### WHAT TO WORK ON
Report each line of the material below where the word "joined" can be found.

### THE DATA
Segment Open

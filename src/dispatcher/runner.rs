//! Update dispatcher.
//!
//! Pulls updates off the stream and handles every incoming message on its
//! own task:
//! 1. Skip anything that is not a new message, and the bot's own messages
//! 2. Ignore media; ask the [`MessageHandler`] for a reply to plain text
//! 3. Send the reply through the rate-limited client
//! 4. Record the outcome in the shared stats
//!
//! On shutdown, in-flight handlers are drained and the update state is
//! synced to the session so the next start resumes where this one left off.

use std::sync::Arc;

use tokio::sync::{RwLock, mpsc};
use tokio::task::JoinSet;
use tracing::{debug, error, info, warn};

use super::{DispatchStats, Outcome};
use crate::commands::{MessageHandler, Reply};
use crate::telegram::{TelegramBot, TelegramError, Update, UpdateStream};

/// Messages that can be sent to the dispatcher.
#[derive(Debug, Clone)]
pub enum DispatcherMessage {
    /// Stop the dispatcher.
    Shutdown,
}

/// Routes incoming updates to the message handler.
pub struct Dispatcher {
    /// Telegram bot client.
    bot: Arc<TelegramBot>,

    /// Reply logic.
    handler: Arc<MessageHandler>,

    /// Handling statistics.
    stats: Arc<RwLock<DispatchStats>>,
}

impl Dispatcher {
    /// Creates a new dispatcher.
    #[must_use]
    pub fn new(bot: Arc<TelegramBot>, handler: MessageHandler) -> Self {
        Self {
            bot,
            handler: Arc::new(handler),
            stats: Arc::new(RwLock::new(DispatchStats::new())),
        }
    }

    /// Runs the dispatch loop until shutdown or until the update stream fails.
    pub async fn run(&self, mut updates: UpdateStream, mut rx: mpsc::Receiver<DispatcherMessage>) {
        info!("Dispatcher started");

        let mut tasks = JoinSet::new();

        loop {
            tokio::select! {
                msg = rx.recv() => {
                    match msg {
                        Some(DispatcherMessage::Shutdown) | None => {
                            info!("Dispatcher shutting down");
                            break;
                        }
                    }
                }
                update = updates.next() => {
                    match update {
                        Ok(update) => self.dispatch(update, &mut tasks),
                        Err(e) => {
                            error!("Update stream failed: {}", e);
                            break;
                        }
                    }
                }
                Some(joined) = tasks.join_next(), if !tasks.is_empty() => {
                    if let Err(e) = joined {
                        error!("Message handler task panicked: {}", e);
                    }
                }
            }
        }

        if !tasks.is_empty() {
            debug!("Waiting for {} in-flight handlers", tasks.len());
        }
        while let Some(joined) = tasks.join_next().await {
            if let Err(e) = joined {
                error!("Message handler task panicked: {}", e);
            }
        }

        updates.sync_update_state().await;

        info!("Dispatcher stopped: {}", self.stats.read().await.summary());
    }

    /// Spawns a handler task for a single update.
    fn dispatch(&self, update: Update, tasks: &mut JoinSet<()>) {
        let Update::NewMessage(message) = update else {
            return;
        };

        let reply = match plan_action(
            &self.handler,
            message.outgoing(),
            message.media().is_some(),
            message.text(),
        ) {
            Action::Skip => return,
            Action::Ignore => None,
            Action::Reply(reply) => Some(reply),
        };

        let bot = Arc::clone(&self.bot);
        let stats = Arc::clone(&self.stats);

        tasks.spawn(async move {
            let message_id = message.id();

            let Some(reply) = reply else {
                debug!("Message {} needs no reply", message_id);
                stats.write().await.record(Outcome::Ignored);
                return;
            };

            debug!(
                "Replying to message {} with {}: \"{}\"",
                message_id,
                reply.kind,
                truncate(&reply.text, 30)
            );

            let message = &message;
            let text = reply.text.as_str();
            let outcome = match bot.send(move || message.reply(text)).await {
                Ok(_) => Outcome::Replied(reply.kind),
                Err(TelegramError::FloodWait(seconds)) => {
                    warn!(
                        "Dropping reply to message {}: still flood waited ({} seconds)",
                        message_id, seconds
                    );
                    Outcome::Failed
                }
                Err(e) => {
                    error!("Failed to reply to message {}: {}", message_id, e);
                    Outcome::Failed
                }
            };

            stats.write().await.record(outcome);
        });
    }
}

/// What the dispatcher does with a new message.
#[derive(Debug, Clone, PartialEq, Eq)]
enum Action {
    /// Not counted at all (the bot's own messages).
    Skip,

    /// Counted, but needs no reply.
    Ignore,

    /// Send this reply.
    Reply(Reply),
}

/// Decides how to treat a new message.
///
/// Media messages are ignored even when their caption would read as text.
fn plan_action(handler: &MessageHandler, outgoing: bool, has_media: bool, text: &str) -> Action {
    if outgoing {
        return Action::Skip;
    }
    if has_media {
        return Action::Ignore;
    }

    handler.handle(text).map_or(Action::Ignore, Action::Reply)
}

/// Truncates a string for display.
fn truncate(s: &str, max_len: usize) -> String {
    if s.chars().count() <= max_len {
        s.to_owned()
    } else {
        format!("{}...", s.chars().take(max_len).collect::<String>())
    }
}

impl std::fmt::Debug for Dispatcher {
    fn fmt(&self, f: &mut std::fmt::Formatter<'_>) -> std::fmt::Result {
        f.debug_struct("Dispatcher")
            .field("bot", &self.bot)
            .field("handler", &self.handler)
            .finish_non_exhaustive()
    }
}

#[cfg(test)]
mod tests {
    use super::*;
    use crate::commands::ReplyKind;
    use crate::config::ReplyConfig;

    fn handler() -> MessageHandler {
        MessageHandler::new(ReplyConfig::default(), Some("EchoBot".to_owned()))
    }

    #[test]
    fn test_plan_action_echoes_incoming_text() {
        match plan_action(&handler(), false, false, "hi") {
            Action::Reply(reply) => {
                assert_eq!(reply.kind, ReplyKind::Echo);
                assert_eq!(reply.text, "You said: hi");
            }
            other => panic!("expected a reply, got {other:?}"),
        }
    }

    #[test]
    fn test_plan_action_skips_own_messages() {
        assert_eq!(plan_action(&handler(), true, false, "You said: hi"), Action::Skip);
        assert_eq!(plan_action(&handler(), true, false, "/start"), Action::Skip);
        assert_eq!(plan_action(&handler(), true, true, "caption"), Action::Skip);
    }

    #[test]
    fn test_plan_action_ignores_captioned_media() {
        assert_eq!(plan_action(&handler(), false, true, "hi"), Action::Ignore);
        assert_eq!(plan_action(&handler(), false, true, "/start"), Action::Ignore);
        assert_eq!(plan_action(&handler(), false, true, ""), Action::Ignore);
    }

    #[test]
    fn test_plan_action_ignores_silent_messages() {
        assert_eq!(plan_action(&handler(), false, false, ""), Action::Ignore);
        assert_eq!(plan_action(&handler(), false, false, "/unknown"), Action::Ignore);
        assert_eq!(plan_action(&handler(), false, false, "/start@OtherBot"), Action::Ignore);
    }

    #[test]
    fn test_plan_action_greets() {
        let Action::Reply(reply) = plan_action(&handler(), false, false, "/start") else {
            panic!("expected a greeting");
        };
        assert_eq!(reply.kind, ReplyKind::Greeting);
    }

    #[test]
    fn test_truncate() {
        assert_eq!(truncate("Hello", 10), "Hello");
        assert_eq!(truncate("Hello, World!", 5), "Hello...");
        assert_eq!(truncate("привет мир", 6), "привет...");
    }
}
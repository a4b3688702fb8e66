//! Error types for aifix-exec

use std::time::Duration;

use thiserror::Error;

/// Errors raised while running commands or talking to the sandbox.
///
/// Executors never surface these to the repair loop; they are folded into
/// an `ExecutionOutput` and logged.
#[derive(Error, Debug)]
pub enum ExecError {
    /// Command template had no program
    #[error("empty command")]
    EmptyCommand,

    /// Program could not be started
    #[error("failed to spawn {program}: {source}")]
    Spawn {
        program: String,
        #[source]
        source: std::io::Error,
    },

    /// Command exceeded its wall-clock ceiling and was killed
    #[error("command timed out after {0:?}")]
    TimedOut(Duration),

    /// No sandbox URL configured
    #[error("sandbox is not configured")]
    NotConfigured,

    /// Transport-level HTTP failure
    #[error("HTTP error: {0}")]
    Http(String),

    /// Sandbox answered with a non-success status
    #[error("sandbox returned HTTP {status}: {body}")]
    Status { status: u16, body: String },

    /// IO error
    #[error("IO error: {0}")]
    Io(#[from] std::io::Error),
}

impl From<reqwest::Error> for ExecError {
    fn from(err: reqwest::Error) -> Self {
        ExecError::Http(err.to_string())
    }
}

/// Result type for aifix-exec operations.
pub type Result<T> = std::result::Result<T, ExecError>;
//! Per-fix outcome records.

use serde::{Deserialize, Serialize};

use super::failure::{FailureKind, FailureRecord};

/// Whether a dispatch attempt ended in a committed fix.
#[derive(Debug, Clone, Copy, Serialize, Deserialize, PartialEq, Eq)]
pub enum FixStatus {
    Fixed,
    Failed,
}

/// Result of one dispatch-and-commit attempt.
///
/// A `Fixed` outcome is only constructed after its commit exists, so the
/// audit trail never carries a fix that is missing from version control.
#[derive(Debug, Clone, Serialize, Deserialize, PartialEq, Eq)]
pub struct FixOutcome {
    pub file: String,
    pub line: u32,
    pub kind: FailureKind,
    /// Commit subject; empty for failed attempts.
    pub commit_message: String,
    pub status: FixStatus,
}

impl FixOutcome {
    /// Outcome for a fix whose commit was created with `commit_message`.
    pub fn fixed(record: &FailureRecord, commit_message: String) -> Self {
        Self {
            file: record.file.clone(),
            line: record.line,
            kind: record.kind,
            commit_message,
            status: FixStatus::Fixed,
        }
    }

    /// Outcome for a declined edit or a failed commit.
    pub fn failed(record: &FailureRecord) -> Self {
        Self {
            file: record.file.clone(),
            line: record.line,
            kind: record.kind,
            commit_message: String::new(),
            status: FixStatus::Failed,
        }
    }

    pub fn is_fixed(&self) -> bool {
        self.status == FixStatus::Fixed
    }
}

/// Commit subject for a fix of `record`.
pub fn commit_message_for(record: &FailureRecord) -> String {
    format!(
        "[AI-AGENT] Fixed {} error in {} line {}",
        record.kind.tag(),
        record.basename(),
        record.line
    )
}

#[cfg(test)]
mod tests {
    use super::*;

    #[test]
    fn test_commit_message_template() {
        let record = FailureRecord::new(FailureKind::TypeError, "src/app/util.py", 12, "x");
        assert_eq!(
            commit_message_for(&record),
            "[AI-AGENT] Fixed TYPE_ERROR error in util.py line 12"
        );
    }

    #[test]
    fn test_failed_outcome_has_empty_message() {
        let record = FailureRecord::new(FailureKind::Logic, "a.py", 1, "x");
        let outcome = FixOutcome::failed(&record);
        assert!(outcome.commit_message.is_empty());
        assert!(!outcome.is_fixed());
    }

    #[test]
    fn test_fixed_outcome_carries_record_fields() {
        let record = FailureRecord::new(FailureKind::Syntax, "b.py", 10, "invalid syntax");
        let outcome = FixOutcome::fixed(&record, commit_message_for(&record));
        assert!(outcome.is_fixed());
        assert_eq!(outcome.line, 10);
        assert_eq!(outcome.kind, FailureKind::Syntax);
        assert!(outcome.commit_message.starts_with("[AI-AGENT]"));
    }
}
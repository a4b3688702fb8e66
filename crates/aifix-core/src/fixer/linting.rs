//! Lint repairs: unused imports and trailing whitespace.

use std::sync::OnceLock;

use regex::Regex;

use crate::domain::FailureRecord;

use super::source::{indent_of, split_comment, SourceFile};
use super::Edit;

fn unused_import_re() -> &'static Regex {
    static RE: OnceLock<Regex> = OnceLock::new();
    RE.get_or_init(|| {
        Regex::new(r"(?i)['`]([\w. ]+)['`] imported but unused|unused import:? ['`]?([\w.]+)")
            .expect("valid regex")
    })
}

pub(crate) fn apply(record: &FailureRecord, src: &mut SourceFile) -> Option<Edit> {
    let msg = record.message.to_lowercase();

    if msg.contains("imported but unused") || msg.contains("unused import") {
        let caps = unused_import_re().captures(&record.message)?;
        let symbol = caps.get(1).or_else(|| caps.get(2))?.as_str().to_string();
        return drop_unused_import(record.line, &symbol, src);
    }

    if msg.contains("trailing whitespace") {
        return strip_trailing(record.line, src);
    }

    // Unused variables are recognized but never patched.
    None
}

/// Imported names bound by an import line: `(bound name, full item)`.
fn bound_names(code: &str) -> Option<(ImportForm, Vec<String>)> {
    let stripped = code.trim();
    if code.contains('(') || code.trim_end().ends_with('\\') {
        return None;
    }
    if let Some(rest) = stripped.strip_prefix("import ") {
        let items = rest.split(',').map(|s| s.trim().to_string()).collect();
        return Some((ImportForm::Plain, items));
    }
    let rest = stripped.strip_prefix("from ")?;
    let (module, items) = rest.split_once(" import ")?;
    let items = items.split(',').map(|s| s.trim().to_string()).collect();
    Some((ImportForm::From(module.trim().to_string()), items))
}

#[derive(Debug, Clone, PartialEq, Eq)]
enum ImportForm {
    Plain,
    From(String),
}

/// Whether an import item (`os.path`, `List`, `numpy as np`) provides the
/// symbol a linter reported (`os.path`, `typing.List`, `numpy as np`, `np`).
fn item_matches(form: &ImportForm, item: &str, symbol: &str) -> bool {
    let mut parts = item.split_whitespace();
    let target = parts.next().unwrap_or("");
    let alias = match (parts.next(), parts.next()) {
        (Some("as"), Some(alias)) => Some(alias),
        _ => None,
    };
    let qualified = match form {
        ImportForm::Plain => target.to_string(),
        ImportForm::From(module) => format!("{module}.{target}"),
    };
    symbol == qualified
        || symbol == target
        || alias == Some(symbol)
        || symbol == format!("{qualified} as {}", alias.unwrap_or(""))
}

fn drop_unused_import(line: u32, symbol: &str, src: &mut SourceFile) -> Option<Edit> {
    let text = src.line(line)?;
    let (code, comment) = split_comment(text);
    let (form, items) = bound_names(code)?;
    let keep: Vec<&String> = items
        .iter()
        .filter(|item| !item_matches(&form, item, symbol))
        .collect();
    if keep.len() == items.len() {
        return None;
    }

    if !keep.is_empty() {
        let indent = indent_of(code);
        let list = keep
            .iter()
            .map(|s| s.as_str())
            .collect::<Vec<_>>()
            .join(", ");
        let head = match &form {
            ImportForm::Plain => "import".to_string(),
            ImportForm::From(module) => format!("from {module} import"),
        };
        let spacer = if comment.is_empty() { "" } else { "  " };
        let fixed = format!("{indent}{head} {list}{spacer}{comment}");
        src.set_line(line, fixed);
        return Some(Edit::in_place("drop_unused_import_name", line));
    }

    if src.is_sole_block_statement(line) {
        let indent = indent_of(text).to_string();
        src.set_line(line, format!("{indent}pass"));
        return Some(Edit::in_place("drop_unused_import", line));
    }

    src.remove_line(line);
    Some(Edit::removed("drop_unused_import", line))
}

fn strip_trailing(line: u32, src: &mut SourceFile) -> Option<Edit> {
    let text = src.line(line)?;
    let stripped = text.trim_end();
    if stripped.len() == text.len() {
        return None;
    }
    let fixed = stripped.to_string();
    src.set_line(line, fixed);
    Some(Edit::in_place("strip_trailing_whitespace", line))
}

Segment Closed

### RESULT FOR THIS TASK
                Some(joined) = tasks.join_next(), if !tasks.is_empty() => {
                    if let Err(e) = joined {
        while let Some(joined) = tasks.join_next().await {
            if let Err(e) = joined {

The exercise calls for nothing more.